**Problem requirements**: Copy every line of the entries that includes the word "could".

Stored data
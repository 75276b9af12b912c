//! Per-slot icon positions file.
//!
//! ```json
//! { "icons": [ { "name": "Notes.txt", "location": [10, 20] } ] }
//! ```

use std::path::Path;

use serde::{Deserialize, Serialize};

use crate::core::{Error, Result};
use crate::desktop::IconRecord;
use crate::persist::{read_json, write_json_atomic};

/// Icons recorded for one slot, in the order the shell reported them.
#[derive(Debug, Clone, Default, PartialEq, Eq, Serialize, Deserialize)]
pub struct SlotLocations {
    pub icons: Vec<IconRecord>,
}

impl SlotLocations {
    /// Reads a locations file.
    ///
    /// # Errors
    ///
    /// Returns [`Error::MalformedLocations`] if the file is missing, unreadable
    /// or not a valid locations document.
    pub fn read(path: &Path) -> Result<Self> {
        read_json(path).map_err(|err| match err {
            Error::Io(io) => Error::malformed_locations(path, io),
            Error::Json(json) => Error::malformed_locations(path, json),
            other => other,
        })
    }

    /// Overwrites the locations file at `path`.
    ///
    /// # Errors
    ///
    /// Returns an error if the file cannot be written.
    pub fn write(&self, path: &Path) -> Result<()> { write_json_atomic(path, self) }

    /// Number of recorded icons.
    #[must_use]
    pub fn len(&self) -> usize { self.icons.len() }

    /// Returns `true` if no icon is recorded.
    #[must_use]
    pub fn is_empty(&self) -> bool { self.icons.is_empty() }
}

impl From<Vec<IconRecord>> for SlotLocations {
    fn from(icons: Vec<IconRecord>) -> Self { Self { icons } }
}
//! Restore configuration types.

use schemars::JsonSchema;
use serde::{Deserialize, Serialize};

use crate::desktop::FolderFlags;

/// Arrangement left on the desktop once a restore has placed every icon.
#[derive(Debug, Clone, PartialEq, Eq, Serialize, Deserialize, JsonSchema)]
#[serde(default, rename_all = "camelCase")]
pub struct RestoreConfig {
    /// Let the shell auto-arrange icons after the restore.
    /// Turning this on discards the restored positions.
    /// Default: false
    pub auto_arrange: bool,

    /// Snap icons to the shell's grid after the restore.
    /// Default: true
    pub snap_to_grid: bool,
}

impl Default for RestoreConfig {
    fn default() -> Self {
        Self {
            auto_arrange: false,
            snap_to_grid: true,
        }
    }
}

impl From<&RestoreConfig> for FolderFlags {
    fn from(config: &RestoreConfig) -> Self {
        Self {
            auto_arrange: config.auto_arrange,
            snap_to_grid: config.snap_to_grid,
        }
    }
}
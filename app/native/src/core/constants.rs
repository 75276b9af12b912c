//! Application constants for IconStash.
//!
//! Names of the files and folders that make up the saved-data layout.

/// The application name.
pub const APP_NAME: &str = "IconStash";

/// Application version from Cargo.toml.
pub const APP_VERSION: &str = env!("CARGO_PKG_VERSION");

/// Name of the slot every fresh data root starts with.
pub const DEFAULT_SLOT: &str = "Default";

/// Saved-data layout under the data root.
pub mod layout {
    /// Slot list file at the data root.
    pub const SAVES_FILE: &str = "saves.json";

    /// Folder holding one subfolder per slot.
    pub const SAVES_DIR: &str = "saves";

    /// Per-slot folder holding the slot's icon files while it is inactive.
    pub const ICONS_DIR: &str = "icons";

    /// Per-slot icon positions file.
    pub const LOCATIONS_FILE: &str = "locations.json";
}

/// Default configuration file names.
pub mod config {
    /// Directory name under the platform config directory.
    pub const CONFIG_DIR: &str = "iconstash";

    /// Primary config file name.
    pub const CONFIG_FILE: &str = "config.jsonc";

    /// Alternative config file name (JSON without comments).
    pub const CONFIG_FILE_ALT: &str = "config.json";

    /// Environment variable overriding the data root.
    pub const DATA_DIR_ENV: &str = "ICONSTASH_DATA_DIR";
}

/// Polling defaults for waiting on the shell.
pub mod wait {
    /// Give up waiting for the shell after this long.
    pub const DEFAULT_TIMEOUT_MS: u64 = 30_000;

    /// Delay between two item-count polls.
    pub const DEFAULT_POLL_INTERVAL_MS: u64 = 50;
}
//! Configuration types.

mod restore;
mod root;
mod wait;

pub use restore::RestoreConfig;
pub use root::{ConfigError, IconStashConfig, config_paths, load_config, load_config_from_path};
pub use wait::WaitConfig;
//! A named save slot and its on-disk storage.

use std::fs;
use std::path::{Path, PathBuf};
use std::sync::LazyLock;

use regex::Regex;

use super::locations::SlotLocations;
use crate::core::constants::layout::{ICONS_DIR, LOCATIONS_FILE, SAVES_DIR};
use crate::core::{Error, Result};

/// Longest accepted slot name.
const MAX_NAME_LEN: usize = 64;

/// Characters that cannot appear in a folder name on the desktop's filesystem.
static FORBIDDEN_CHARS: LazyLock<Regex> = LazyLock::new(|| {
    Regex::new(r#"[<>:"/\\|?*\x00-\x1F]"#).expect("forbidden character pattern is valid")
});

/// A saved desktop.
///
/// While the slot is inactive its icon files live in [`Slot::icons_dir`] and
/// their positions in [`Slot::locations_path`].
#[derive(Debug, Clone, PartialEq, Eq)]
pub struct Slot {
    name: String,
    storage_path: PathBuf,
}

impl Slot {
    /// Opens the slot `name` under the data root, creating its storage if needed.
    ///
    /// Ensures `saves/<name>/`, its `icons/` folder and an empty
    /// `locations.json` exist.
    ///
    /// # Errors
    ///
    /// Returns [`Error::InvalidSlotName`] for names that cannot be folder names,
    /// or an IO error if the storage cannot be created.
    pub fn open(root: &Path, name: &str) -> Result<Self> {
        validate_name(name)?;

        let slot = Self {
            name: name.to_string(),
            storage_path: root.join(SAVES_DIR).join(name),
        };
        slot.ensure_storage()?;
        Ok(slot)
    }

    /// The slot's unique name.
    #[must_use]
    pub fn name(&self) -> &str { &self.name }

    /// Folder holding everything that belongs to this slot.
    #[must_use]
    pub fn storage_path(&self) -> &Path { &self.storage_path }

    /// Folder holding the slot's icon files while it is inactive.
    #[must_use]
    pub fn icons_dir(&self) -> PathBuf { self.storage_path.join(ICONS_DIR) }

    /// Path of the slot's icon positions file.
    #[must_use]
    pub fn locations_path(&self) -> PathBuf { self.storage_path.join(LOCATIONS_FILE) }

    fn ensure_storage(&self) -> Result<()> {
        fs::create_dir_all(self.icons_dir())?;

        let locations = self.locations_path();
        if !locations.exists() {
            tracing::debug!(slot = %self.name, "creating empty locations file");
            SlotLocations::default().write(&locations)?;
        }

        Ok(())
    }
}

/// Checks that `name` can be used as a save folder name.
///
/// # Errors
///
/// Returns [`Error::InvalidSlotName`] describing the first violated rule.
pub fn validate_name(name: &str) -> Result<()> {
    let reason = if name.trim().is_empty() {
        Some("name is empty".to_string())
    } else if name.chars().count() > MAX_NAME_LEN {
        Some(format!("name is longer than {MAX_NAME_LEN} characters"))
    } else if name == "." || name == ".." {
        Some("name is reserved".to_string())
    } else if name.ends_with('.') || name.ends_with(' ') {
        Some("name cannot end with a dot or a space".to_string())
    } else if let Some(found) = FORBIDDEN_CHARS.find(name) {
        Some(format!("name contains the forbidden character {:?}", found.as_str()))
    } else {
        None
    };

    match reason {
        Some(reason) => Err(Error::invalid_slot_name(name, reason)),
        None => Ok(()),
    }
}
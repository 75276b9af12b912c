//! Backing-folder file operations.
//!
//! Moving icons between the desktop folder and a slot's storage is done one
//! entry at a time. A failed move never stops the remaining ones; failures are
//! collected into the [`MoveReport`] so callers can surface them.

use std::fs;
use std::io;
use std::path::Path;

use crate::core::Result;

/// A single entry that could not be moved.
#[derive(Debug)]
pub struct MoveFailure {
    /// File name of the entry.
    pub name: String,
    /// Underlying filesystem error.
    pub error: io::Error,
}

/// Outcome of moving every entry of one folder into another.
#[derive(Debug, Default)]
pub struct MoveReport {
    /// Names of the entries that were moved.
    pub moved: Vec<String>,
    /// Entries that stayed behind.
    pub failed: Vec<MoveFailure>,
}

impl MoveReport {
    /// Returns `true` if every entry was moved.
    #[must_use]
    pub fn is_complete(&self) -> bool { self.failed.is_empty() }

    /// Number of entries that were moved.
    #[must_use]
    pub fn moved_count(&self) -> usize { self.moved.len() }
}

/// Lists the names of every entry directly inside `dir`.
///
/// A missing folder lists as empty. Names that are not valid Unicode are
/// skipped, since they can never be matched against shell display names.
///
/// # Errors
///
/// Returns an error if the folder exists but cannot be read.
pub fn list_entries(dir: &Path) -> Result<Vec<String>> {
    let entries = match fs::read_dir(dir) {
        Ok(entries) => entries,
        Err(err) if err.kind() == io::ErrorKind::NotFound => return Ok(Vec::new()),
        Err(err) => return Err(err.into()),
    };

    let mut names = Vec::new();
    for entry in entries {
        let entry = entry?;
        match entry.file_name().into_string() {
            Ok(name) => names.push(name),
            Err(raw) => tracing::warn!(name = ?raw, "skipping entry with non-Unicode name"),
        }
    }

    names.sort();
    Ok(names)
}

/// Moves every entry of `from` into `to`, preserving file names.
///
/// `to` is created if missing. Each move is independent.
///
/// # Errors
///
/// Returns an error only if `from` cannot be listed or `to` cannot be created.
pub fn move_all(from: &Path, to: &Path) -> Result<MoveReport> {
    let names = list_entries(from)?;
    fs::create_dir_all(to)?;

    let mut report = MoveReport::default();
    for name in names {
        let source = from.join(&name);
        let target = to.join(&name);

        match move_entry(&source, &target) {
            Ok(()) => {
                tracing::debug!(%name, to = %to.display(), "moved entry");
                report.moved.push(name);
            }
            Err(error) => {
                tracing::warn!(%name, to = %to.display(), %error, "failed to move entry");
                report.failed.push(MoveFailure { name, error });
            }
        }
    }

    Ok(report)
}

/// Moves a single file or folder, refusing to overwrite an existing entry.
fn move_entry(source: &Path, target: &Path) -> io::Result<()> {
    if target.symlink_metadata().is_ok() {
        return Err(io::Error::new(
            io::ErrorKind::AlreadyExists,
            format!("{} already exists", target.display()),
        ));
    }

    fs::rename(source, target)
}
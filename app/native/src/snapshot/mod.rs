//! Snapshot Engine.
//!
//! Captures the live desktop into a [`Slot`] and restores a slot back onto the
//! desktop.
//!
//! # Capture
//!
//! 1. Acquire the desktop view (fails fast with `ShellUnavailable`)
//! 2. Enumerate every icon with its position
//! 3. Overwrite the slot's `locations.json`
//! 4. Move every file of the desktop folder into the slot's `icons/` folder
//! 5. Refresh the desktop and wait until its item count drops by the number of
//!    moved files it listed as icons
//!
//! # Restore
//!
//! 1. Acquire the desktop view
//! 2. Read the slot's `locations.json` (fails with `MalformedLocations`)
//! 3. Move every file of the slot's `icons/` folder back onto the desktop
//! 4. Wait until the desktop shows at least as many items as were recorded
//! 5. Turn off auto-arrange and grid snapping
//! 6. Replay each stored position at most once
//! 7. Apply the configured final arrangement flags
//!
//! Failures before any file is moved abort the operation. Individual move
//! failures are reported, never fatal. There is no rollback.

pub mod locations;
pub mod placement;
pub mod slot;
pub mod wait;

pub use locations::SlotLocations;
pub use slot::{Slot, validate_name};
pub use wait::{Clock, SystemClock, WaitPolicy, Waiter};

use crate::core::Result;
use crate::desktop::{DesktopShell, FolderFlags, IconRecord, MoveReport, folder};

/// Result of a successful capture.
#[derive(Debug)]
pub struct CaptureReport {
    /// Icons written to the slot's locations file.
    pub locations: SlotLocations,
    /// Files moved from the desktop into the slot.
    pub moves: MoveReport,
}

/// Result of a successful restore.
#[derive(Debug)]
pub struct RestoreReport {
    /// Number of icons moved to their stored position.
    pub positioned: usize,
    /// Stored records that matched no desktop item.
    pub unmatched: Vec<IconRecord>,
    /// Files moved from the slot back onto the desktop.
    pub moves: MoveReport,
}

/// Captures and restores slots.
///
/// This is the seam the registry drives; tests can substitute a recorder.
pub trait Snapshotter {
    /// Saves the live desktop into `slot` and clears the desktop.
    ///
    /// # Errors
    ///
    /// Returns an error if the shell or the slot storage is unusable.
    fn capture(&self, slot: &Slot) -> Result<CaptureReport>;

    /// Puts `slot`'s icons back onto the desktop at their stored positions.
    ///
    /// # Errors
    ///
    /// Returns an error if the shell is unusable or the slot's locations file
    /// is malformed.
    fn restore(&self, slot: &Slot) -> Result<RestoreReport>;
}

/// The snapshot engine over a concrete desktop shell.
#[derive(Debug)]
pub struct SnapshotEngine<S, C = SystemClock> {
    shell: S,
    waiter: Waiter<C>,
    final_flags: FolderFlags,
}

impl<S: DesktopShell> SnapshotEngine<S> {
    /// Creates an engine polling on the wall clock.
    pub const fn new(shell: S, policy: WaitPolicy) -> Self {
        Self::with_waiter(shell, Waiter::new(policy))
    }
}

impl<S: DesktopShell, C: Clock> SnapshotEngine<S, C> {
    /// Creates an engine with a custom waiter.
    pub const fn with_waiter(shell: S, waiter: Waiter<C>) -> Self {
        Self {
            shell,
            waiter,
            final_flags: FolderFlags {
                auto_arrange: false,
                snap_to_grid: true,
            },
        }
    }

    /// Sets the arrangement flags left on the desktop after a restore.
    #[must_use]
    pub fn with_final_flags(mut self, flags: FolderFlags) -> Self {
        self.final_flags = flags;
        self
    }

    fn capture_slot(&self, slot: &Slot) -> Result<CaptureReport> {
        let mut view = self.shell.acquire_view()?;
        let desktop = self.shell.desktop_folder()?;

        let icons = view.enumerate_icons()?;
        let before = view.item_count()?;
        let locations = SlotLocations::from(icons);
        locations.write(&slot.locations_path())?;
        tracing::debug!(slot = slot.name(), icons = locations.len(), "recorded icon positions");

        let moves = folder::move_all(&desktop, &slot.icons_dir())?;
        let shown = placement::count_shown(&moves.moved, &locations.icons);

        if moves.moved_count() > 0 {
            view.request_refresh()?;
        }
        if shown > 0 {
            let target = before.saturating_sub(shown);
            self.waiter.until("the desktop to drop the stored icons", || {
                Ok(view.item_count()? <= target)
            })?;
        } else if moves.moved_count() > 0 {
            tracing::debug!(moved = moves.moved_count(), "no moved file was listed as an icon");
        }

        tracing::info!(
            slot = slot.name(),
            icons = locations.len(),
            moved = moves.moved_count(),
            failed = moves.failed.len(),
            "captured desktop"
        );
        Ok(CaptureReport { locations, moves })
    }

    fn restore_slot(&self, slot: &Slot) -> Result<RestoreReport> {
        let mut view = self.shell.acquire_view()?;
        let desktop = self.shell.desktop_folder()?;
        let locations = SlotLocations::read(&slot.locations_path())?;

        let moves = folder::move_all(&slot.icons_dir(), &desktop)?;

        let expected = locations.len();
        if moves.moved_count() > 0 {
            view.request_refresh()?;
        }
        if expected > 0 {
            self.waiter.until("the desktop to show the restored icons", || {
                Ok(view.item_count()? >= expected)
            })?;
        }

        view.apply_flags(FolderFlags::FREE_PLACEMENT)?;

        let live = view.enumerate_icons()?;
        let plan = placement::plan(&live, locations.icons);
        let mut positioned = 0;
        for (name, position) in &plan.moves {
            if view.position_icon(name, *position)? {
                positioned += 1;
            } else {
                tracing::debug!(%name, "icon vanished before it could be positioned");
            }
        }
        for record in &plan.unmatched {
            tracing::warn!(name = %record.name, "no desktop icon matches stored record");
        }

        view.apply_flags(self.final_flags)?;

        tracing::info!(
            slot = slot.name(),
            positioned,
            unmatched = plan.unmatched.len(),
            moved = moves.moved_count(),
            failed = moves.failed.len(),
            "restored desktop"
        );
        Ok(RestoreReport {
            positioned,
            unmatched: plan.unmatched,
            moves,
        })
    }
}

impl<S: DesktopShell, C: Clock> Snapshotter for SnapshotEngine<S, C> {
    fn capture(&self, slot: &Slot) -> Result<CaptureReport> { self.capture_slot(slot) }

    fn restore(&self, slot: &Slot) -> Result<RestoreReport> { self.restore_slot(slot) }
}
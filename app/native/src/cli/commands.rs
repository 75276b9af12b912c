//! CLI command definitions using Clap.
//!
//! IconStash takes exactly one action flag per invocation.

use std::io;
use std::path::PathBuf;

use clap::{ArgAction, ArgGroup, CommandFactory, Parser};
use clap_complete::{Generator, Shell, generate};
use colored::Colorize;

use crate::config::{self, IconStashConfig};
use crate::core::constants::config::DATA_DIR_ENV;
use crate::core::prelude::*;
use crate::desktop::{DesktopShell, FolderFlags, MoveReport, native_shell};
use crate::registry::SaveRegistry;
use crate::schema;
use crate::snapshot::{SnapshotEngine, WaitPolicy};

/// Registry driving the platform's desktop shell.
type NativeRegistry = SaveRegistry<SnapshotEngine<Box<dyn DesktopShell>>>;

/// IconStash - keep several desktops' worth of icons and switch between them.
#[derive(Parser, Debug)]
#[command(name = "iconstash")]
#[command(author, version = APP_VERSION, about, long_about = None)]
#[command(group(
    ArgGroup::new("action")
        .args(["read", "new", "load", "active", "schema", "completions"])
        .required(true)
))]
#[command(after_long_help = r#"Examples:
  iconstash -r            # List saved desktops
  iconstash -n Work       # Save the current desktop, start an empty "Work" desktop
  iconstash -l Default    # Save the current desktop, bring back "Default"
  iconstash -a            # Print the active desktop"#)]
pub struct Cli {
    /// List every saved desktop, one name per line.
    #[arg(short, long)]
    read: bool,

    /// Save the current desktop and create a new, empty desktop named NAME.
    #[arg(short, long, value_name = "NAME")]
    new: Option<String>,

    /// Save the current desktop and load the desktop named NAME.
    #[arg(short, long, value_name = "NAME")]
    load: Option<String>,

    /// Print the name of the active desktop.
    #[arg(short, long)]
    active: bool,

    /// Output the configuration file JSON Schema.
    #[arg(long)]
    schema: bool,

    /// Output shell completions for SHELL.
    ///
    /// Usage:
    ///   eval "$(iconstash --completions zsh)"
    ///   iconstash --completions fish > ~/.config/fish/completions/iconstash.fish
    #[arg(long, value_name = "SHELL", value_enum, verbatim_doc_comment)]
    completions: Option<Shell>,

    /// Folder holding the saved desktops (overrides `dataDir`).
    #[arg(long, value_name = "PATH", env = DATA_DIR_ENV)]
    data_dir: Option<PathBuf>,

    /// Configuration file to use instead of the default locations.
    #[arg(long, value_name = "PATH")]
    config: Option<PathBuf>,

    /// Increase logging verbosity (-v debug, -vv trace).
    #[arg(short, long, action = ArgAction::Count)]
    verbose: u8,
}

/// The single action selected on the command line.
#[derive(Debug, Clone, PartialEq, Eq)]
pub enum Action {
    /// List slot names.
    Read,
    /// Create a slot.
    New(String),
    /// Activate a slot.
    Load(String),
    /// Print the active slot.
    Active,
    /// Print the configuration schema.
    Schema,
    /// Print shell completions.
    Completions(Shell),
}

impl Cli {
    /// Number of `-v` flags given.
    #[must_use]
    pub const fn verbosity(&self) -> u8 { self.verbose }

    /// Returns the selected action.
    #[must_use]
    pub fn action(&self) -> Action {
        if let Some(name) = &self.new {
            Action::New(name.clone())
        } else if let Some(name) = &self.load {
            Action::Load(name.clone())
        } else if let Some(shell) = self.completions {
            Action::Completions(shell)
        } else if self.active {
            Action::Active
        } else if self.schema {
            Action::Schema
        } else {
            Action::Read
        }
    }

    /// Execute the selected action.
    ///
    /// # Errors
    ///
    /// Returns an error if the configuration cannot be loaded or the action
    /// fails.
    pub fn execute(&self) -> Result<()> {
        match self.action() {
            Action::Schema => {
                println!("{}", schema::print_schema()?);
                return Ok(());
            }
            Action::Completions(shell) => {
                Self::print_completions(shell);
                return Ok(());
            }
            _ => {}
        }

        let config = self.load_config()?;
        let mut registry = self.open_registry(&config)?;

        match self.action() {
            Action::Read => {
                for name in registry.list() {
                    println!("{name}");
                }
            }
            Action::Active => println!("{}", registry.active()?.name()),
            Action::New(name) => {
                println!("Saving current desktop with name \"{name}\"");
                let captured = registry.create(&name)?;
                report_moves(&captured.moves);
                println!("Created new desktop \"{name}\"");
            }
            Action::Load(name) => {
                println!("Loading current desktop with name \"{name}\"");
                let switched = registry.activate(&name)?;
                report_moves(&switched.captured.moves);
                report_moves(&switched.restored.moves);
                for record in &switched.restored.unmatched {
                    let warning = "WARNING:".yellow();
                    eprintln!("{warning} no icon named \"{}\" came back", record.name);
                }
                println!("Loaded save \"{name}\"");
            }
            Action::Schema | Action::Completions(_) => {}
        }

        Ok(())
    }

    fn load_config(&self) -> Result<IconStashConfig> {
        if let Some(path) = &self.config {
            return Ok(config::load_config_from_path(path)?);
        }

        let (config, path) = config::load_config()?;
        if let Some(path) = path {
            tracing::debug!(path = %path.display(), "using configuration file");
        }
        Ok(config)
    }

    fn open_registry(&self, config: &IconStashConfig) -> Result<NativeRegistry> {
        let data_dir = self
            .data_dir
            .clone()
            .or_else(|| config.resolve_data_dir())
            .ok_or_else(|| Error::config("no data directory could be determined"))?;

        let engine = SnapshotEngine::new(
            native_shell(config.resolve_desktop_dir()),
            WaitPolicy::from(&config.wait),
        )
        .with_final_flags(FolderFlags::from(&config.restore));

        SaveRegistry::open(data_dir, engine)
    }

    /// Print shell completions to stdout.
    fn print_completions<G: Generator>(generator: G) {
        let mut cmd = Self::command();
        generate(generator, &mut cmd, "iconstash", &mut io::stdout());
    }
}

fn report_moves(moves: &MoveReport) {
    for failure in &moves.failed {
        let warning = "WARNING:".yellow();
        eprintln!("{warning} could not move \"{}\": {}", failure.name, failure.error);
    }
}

**Output of the exercise**:
/// A single entry that could not be moved.
                tracing::debug!(%name, "icon vanished before it could be positioned");
            .ok_or_else(|| Error::config("no data directory could be determined"))?;
        eprintln!("{warning} could not move \"{}\": {}", failure.name, failure.error);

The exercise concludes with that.